Why this work matters: The basic elements of Yosemite’s history as our third national park are well known, from the public lands legislation that granite walls and giant sequoias inspired in the mid-1800s, to a modern-day reputation as a global hub for rock-climbers, hikers, backpackers and sightseers. Current educational resources about Yosemite’s history, however, often don’t capture the whole story — and don’t reflect the diversity of people who have connections to the park, either in years past or as present-day rangers, researchers, visitors and stewards.

Park educators recognize that many stories remain untold, left out of official records and guidebooks, and acknowledge a notable lack of information about African American history in Yosemite. Through this project, they hope to fill the gap.

Researchers have found snippets of that history, such as references to African Americans in correspondence from the park’s early years, and they are confident more documentation exists in journals, letters and other materials. This year, researchers will dive into archives within and beyond the park to uncover details about Yosemite’s African American history. After conducting extensive research, they’ll share findings with the public through podcasts and social media, and in a new resource manual for park educators and interpreters.
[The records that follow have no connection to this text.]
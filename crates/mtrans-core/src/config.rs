//! Configuration surface (§6.4). Loading these values from the environment
//! or a config file is an external collaborator's job — this crate only
//! defines the struct and its documented defaults; a `Config` is always
//! constructed explicitly by the embedding application.

use std::time::Duration;

/// Recognized configuration options for a [`crate::translator::Translator`].
#[derive(Debug, Clone)]
pub struct Config {
    /// Disables all network requests; any required fetch fails with
    /// `Offline`.
    pub offline: bool,
    /// Pool size: number of workers per language pair.
    pub workers_per_pair: usize,
    /// Idle eviction timeout. `<= 0` disables eviction entirely.
    pub idle_timeout: Duration,
    pub idle_timeout_disabled: bool,
    /// Interval between sweeper passes.
    pub memory_check_interval: Duration,
    /// Minimum interval between idle-deadline rearms.
    pub timeout_reset_threshold: Duration,
    /// Bound on worker pool construction.
    pub worker_init_timeout: Duration,
    /// Characters of input the coordinator passes to the detector.
    pub max_detection_length: usize,
    /// Persistent cache root for the Model Store.
    pub data_dir: std::path::PathBuf,
    pub catalog_url: String,
    pub artifacts_base_url: String,
}

impl Default for Config {
    fn default() -> Self {
        Self {
            offline: false,
            workers_per_pair: 1,
            idle_timeout: Duration::from_secs(30 * 60),
            idle_timeout_disabled: false,
            memory_check_interval: Duration::from_millis(60_000),
            timeout_reset_threshold: Duration::from_millis(300_000),
            worker_init_timeout: Duration::from_millis(600_000),
            max_detection_length: 64,
            data_dir: std::path::PathBuf::from("./mtrans-data"),
            catalog_url: String::new(),
            artifacts_base_url: String::new(),
        }
    }
}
How your support helps: Your donations will fund important research to help Yosemite share more inclusive and accurate information about the past 150 years of human history in the park. By supporting this project, you’ll contribute to a much-needed effort to help visitors connect with Yosemite in a new way and see themselves represented in the park’s history — and in its future.

Partnering with Yosemite National Park.

Laura Goforth

Education and Outreach Specialist, Yosemite National Park

Project Notes

"Yosemite National Park was first preserved over 150 years ago at a time when the voices and stories of African Americans were not considered an important part of our history... The lack of readily available and well-documented information of black and African American people in Yosemite creates a barrier in our ability to share more inclusive stories. For this reason, we have a dire need to conduct primary research and uncover lesser known stories."